Ce qui n’empêche pas certains de tenter d’en tirer profit. Je suis par exemple en train de vendre un appartement aux Sorinières : un 3 pièces de 68m², dans une jolie résidence avec une grande terrasse sud-ouest, qui est mis en vente à 279 500€ FAI (4110€ /m²). Un acquéreur a fait une offre à 249 500€ : une telle négociation n’était dans ce cas absolument pas justifiée, car le bien ne souffre d’aucun défaut, et l’offre n’a donc pas été considérée. Il y a un comportement très opportuniste de certains acheteurs qui essaient de profiter de la tendance à la baisse pour faire des offres extrêmement agressives. Le seul résultat est de fermer la discussion.

My Sweet Immo : Est-ce que le marché se comporte de façon identique pour toutes les tranches de prix ?

Denis Orain : Non, effectivement. Je remarque une différence entre le marché des biens entre 200 000 et 350 000 euros, et celui de ceux à partir de 500 000 euros. Dans la tranche haute, la question du financement pose moins de problèmes et les ventes sont plus faciles, avec peu de négociation et des délais de vente plus courts.

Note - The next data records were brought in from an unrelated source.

//! Client configuration.

use crate::error::{ClientError, ClientResult};
use serde::{Deserialize, Serialize};
use std::env;

/// Environment variable holding the server URL.
pub const ENV_HOST_URL: &str = "RESOLWE_HOST_URL";
/// Environment variable holding the API token.
pub const ENV_API_TOKEN: &str = "RESOLWE_API_TOKEN";
/// Environment variable holding the request timeout in seconds.
pub const ENV_TIMEOUT_SECS: &str = "RESOLWE_TIMEOUT_SECS";

/// Connection settings for a Resolwe server.
#[derive(Debug, Clone, Serialize, Deserialize)]
pub struct ResolweConfig {
    /// Server base URL (e.g. `https://app.genialis.com`).
    pub url: String,
    /// Path prefix of the REST API.
    pub api_path: String,
    /// Per-request timeout.
    pub timeout_secs: u64,
    /// Token sent as bearer authorization on every request.
    #[serde(default, skip_serializing_if = "Option::is_none")]
    pub token: Option<String>,
    /// Page size requested on list fetches.
    #[serde(default, skip_serializing_if = "Option::is_none")]
    pub page_size: Option<u32>,
}

impl Default for ResolweConfig {
    fn default() -> Self {
        Self {
            url: "http://localhost:8000".to_string(),
            api_path: "/api".to_string(),
            timeout_secs: 30,
            token: None,
            page_size: None,
        }
    }
}

impl ResolweConfig {
    /// Configuration for the given server URL with default settings.
    pub fn new(url: impl Into<String>) -> Self {
        Self {
            url: url.into(),
            ..Default::default()
        }
    }

    /// Defaults overlaid with `RESOLWE_*` environment variables.
    pub fn from_env() -> ClientResult<Self> {
        let mut config = Self::default();
        if let Ok(url) = env::var(ENV_HOST_URL) {
            config.url = url;
        }
        if let Ok(token) = env::var(ENV_API_TOKEN) {
            config.token = Some(token).filter(|t| !t.is_empty());
        }
        if let Ok(raw) = env::var(ENV_TIMEOUT_SECS) {
            config.timeout_secs = raw.trim().parse().map_err(|_| {
                ClientError::Config(format!("{ENV_TIMEOUT_SECS} must be a number, got {raw:?}"))
            })?;
        }
        Ok(config)
    }

    /// Full URL of an API endpoint, e.g. `http://host/api/sample`.
    pub fn endpoint_url(&self, endpoint: &str) -> String {
        let base = self.url.trim_end_matches('/');
        let api = self.api_path.trim_matches('/');
        let endpoint = endpoint.trim_matches('/');
        if api.is_empty() {
            format!("{base}/{endpoint}")
        } else {
            format!("{base}/{api}/{endpoint}")
        }
    }
}
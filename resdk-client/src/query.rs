//! Identifier resolution and filtered listing for one resource type.

use crate::error::{ClientError, ClientResult};
use crate::transport::Transport;
use resdk_model::Resource;
use resdk_types::{Identifier, ResourceId};
use std::marker::PhantomData;
use std::sync::Arc;
use tracing::{debug, warn, Instrument, Span};

/// Query handle for resources of type `R`.
///
/// Obtained from [`crate::Resolwe`], e.g. `resolwe.sample()`. Results are
/// never cached: every call issues its own request.
pub struct ResolweQuery<R: Resource> {
    transport: Arc<dyn Transport>,
    span: Span,
    _resource: PhantomData<fn() -> R>,
}

impl<R: Resource> Clone for ResolweQuery<R> {
    fn clone(&self) -> Self {
        Self {
            transport: Arc::clone(&self.transport),
            span: self.span.clone(),
            _resource: PhantomData,
        }
    }
}

impl<R: Resource> ResolweQuery<R> {
    pub(crate) fn new(transport: Arc<dyn Transport>, span: Span) -> Self {
        Self {
            transport,
            span,
            _resource: PhantomData,
        }
    }

    pub fn endpoint(&self) -> &'static str {
        R::ENDPOINT
    }

    /// Resolves an id or slug to exactly one resource.
    ///
    /// Numeric identifiers (and all-digit strings) are fetched by id, anything
    /// else is looked up by slug. A resource that does not exist and one the
    /// caller may not see both fail with [`ClientError::NotFound`].
    pub async fn get(&self, identifier: impl Into<Identifier>) -> ClientResult<R> {
        let identifier = identifier.into();
        identifier.validate()?;

        match identifier {
            Identifier::Id(id) => self.get_by_id(id).await,
            Identifier::Slug(slug) => self.get_by_slug(&slug).await,
        }
    }

    /// Fetches a resource by numeric id.
    pub async fn get_by_id(&self, id: ResourceId) -> ClientResult<R> {
        async {
            debug!(endpoint = R::ENDPOINT, %id, "Resolving by id");
            let payload = match self.transport.fetch_one(R::ENDPOINT, id).await {
                Ok(payload) => payload,
                Err(e) if e.is_not_found() => {
                    return Err(ClientError::NotFound(format!(
                        "Id: {id} does not exist or you don't have access permission."
                    )));
                }
                Err(e) => return Err(e),
            };
            Ok(R::from_payload(payload)?)
        }
        .instrument(self.span.clone())
        .await
    }

    /// Fetches a resource by slug.
    pub async fn get_by_slug(&self, slug: &str) -> ClientResult<R> {
        async {
            debug!(endpoint = R::ENDPOINT, slug, "Resolving by slug");
            let query = [("slug".to_string(), slug.to_string())];
            let matches = self.transport.fetch_list(R::ENDPOINT, &query).await?;

            if matches.len() > 1 {
                warn!(
                    endpoint = R::ENDPOINT,
                    slug,
                    count = matches.len(),
                    "Slug matched more than one resource, using the first"
                );
            }
            let payload = matches.into_iter().next().ok_or_else(|| {
                ClientError::NotFound(format!(
                    "Slug: {slug} does not exist or you don't have access permission."
                ))
            })?;
            Ok(R::from_payload(payload)?)
        }
        .instrument(self.span.clone())
        .await
    }

    /// Lists resources matching the given field predicates, in server order.
    ///
    /// Predicates are forwarded verbatim as query parameters. An empty result
    /// is not an error.
    pub async fn filter<I, K, V>(&self, predicates: I) -> ClientResult<Vec<R>>
    where
        I: IntoIterator<Item = (K, V)>,
        K: Into<String>,
        V: ToString,
    {
        let query: Vec<(String, String)> = predicates
            .into_iter()
            .map(|(key, value)| (key.into(), value.to_string()))
            .collect();

        async {
            debug!(endpoint = R::ENDPOINT, ?query, "Filtering");
            let records = self.transport.fetch_list(R::ENDPOINT, &query).await?;
            debug!(endpoint = R::ENDPOINT, count = records.len(), "Filter returned");
            records
                .into_iter()
                .map(|payload| R::from_payload(payload).map_err(ClientError::from))
                .collect()
        }
        .instrument(self.span.clone())
        .await
    }

    /// Lists every resource visible to the caller.
    pub async fn all(&self) -> ClientResult<Vec<R>> {
        self.filter(std::iter::empty::<(String, String)>()).await
    }
}
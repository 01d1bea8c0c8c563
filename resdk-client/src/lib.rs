//! Client layer for the Resolwe scientific data REST service.
//!
//! Resolves ids and slugs into typed resources, lists resources by field
//! predicates, saves local edits and reconciles relation membership against
//! the server with a minimal set of calls.
//!
//! # Components
//!
//! - **Transport**: [`Transport`] abstracts the network; [`HttpTransport`]
//!   speaks JSON over reqwest, [`transport::mock::MockTransport`] keeps
//!   records in memory
//! - **Query**: [`ResolweQuery::get`] resolves one identifier,
//!   [`ResolweQuery::filter`] lists matches
//! - **Relations**: [`CollectionRelations`] creates group, compare, series and
//!   background relations; [`Resolwe::reconcile_relation`] applies a
//!   [`RelationDiff`](resdk_model::RelationDiff)
//!
//! # Example
//!
//! ```no_run
//! use resdk_client::{Resolwe, ResolweConfig};
//!
//! # async fn run() -> resdk_client::ClientResult<()> {
//! let resolwe = Resolwe::new(ResolweConfig::new("https://app.genialis.com"))?;
//! let collection = resolwe.collection().get("my-study").await?;
//! let samples = resolwe.collection_samples(&collection).await?;
//!
//! let relations = resolwe.relations(&collection)?;
//! relations
//!     .create_group_relation(&samples, &[], Some("replicates"))
//!     .await?;
//! # Ok(())
//! # }
//! ```

mod config;
mod error;
mod http;
mod query;
mod relations;
mod resolwe;
pub mod transport;

pub use config::{ResolweConfig, ENV_API_TOKEN, ENV_HOST_URL, ENV_TIMEOUT_SECS};
pub use error::{ClientError, ClientResult};
pub use http::HttpTransport;
pub use query::ResolweQuery;
pub use relations::CollectionRelations;
pub use resolwe::Resolwe;
pub use transport::{QueryParams, Transport};

pub use resdk_model as model;
pub use resdk_types::{Identifier, ResourceId};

Pour les « petits » biens en revanche, la question du crédit est essentielle : aujourd’hui,le courtier en crédit avec qui je travaille depuis des années me confirme que près d’un dossier sur deux est refusé. Ce qui nous amène à recevoir des offres basses, pour « rentrer dans le budget », mais qui ne correspondent pas aux prix du marché. A Canclaux, il faut par exemple compter entre 5 000€ et 6 000€ du mètre carré pour une maison avec jardin, le bien le plus recherché, plus de 6 000€ / m² pour certains biens dans le quartier des Hauts-Pavés ou à Saint-Félix, qui a la préférence des anciens parisiens pour son animation et la proximité du centre.

My Sweet Immo : Quelles sont les solutions pour les ménages qui dépassent le taux d’effort ?

Denis Orain : Les ménages qui ne peuvent plus acheter à Nantes suite à l’augmentation des prix de la période post-covid, qui a connu un afflux de nouveaux habitants, acquièrent des biens en périphérie. Les Sorinières, particulièrement bien placée et bien desservie, est une petite ville dynamique aux nombreux commerces qui commence à prendre de la valeur. On peut ici trouver des biens récents entre 3 500€ et 4 000€ / m².

A Rezé, il existe « un marché de l’achat raison » car on peut encore y acheter des biens à moins de 3 000€ / m², mais ils se vendent plus difficilement que l’an passé. Je suis par exemple en train de vendre un appartement de 82m² qui se serait vendu au prix rapidement il y a un an. Après une baisse de 11 % du prix de vente, il a trouvé acquéreur  mais moyennant une négociation supplémentaire de 1,34 %, soit 2 715€/m² au lieu des 3 049€ espérés au départ.

My Sweet Immo : Pouvez-vous nous détailler vos dernières ventes à Nantes ?

Denis Orain : A Petit-Port, à deux pas de l’hippodrome et des transports, une maison de 146m² sur un terrain de 308m² a été vendue en deux semaines et sans négociation au prix de 665 000 € FAI, soit 4 555€ / m². L’acte authentique a été signé le 7 juillet. En avril dernier, j’ai vendu en une journée une maison de 142 m² sur un grand terrain de près de 1000 m², à 566 800 € FAI (3 992€/m²). Elle est située à 200 mètres des bords de l’Edre, dans le quartier Gachet. Fin août, j’ai vendu en trois mois un appartement de 87m² avec terrasse entre le Pont du Cens et le haut du Boulevard Schuman. L’appartement disposait d’ un parking en sous-sol et était affiché à 277 700 € (3 192€/m²). Il s’est finalement vendu avec une négociation de 3 200€, soit 3 155€ du mètre carré.

Par Julie Mallet-Cocoual
Merci Denis Orain, conseiller immobilier De La Cour au Jardin, pour cette analyse éclairante du marché immobilier à Nantes.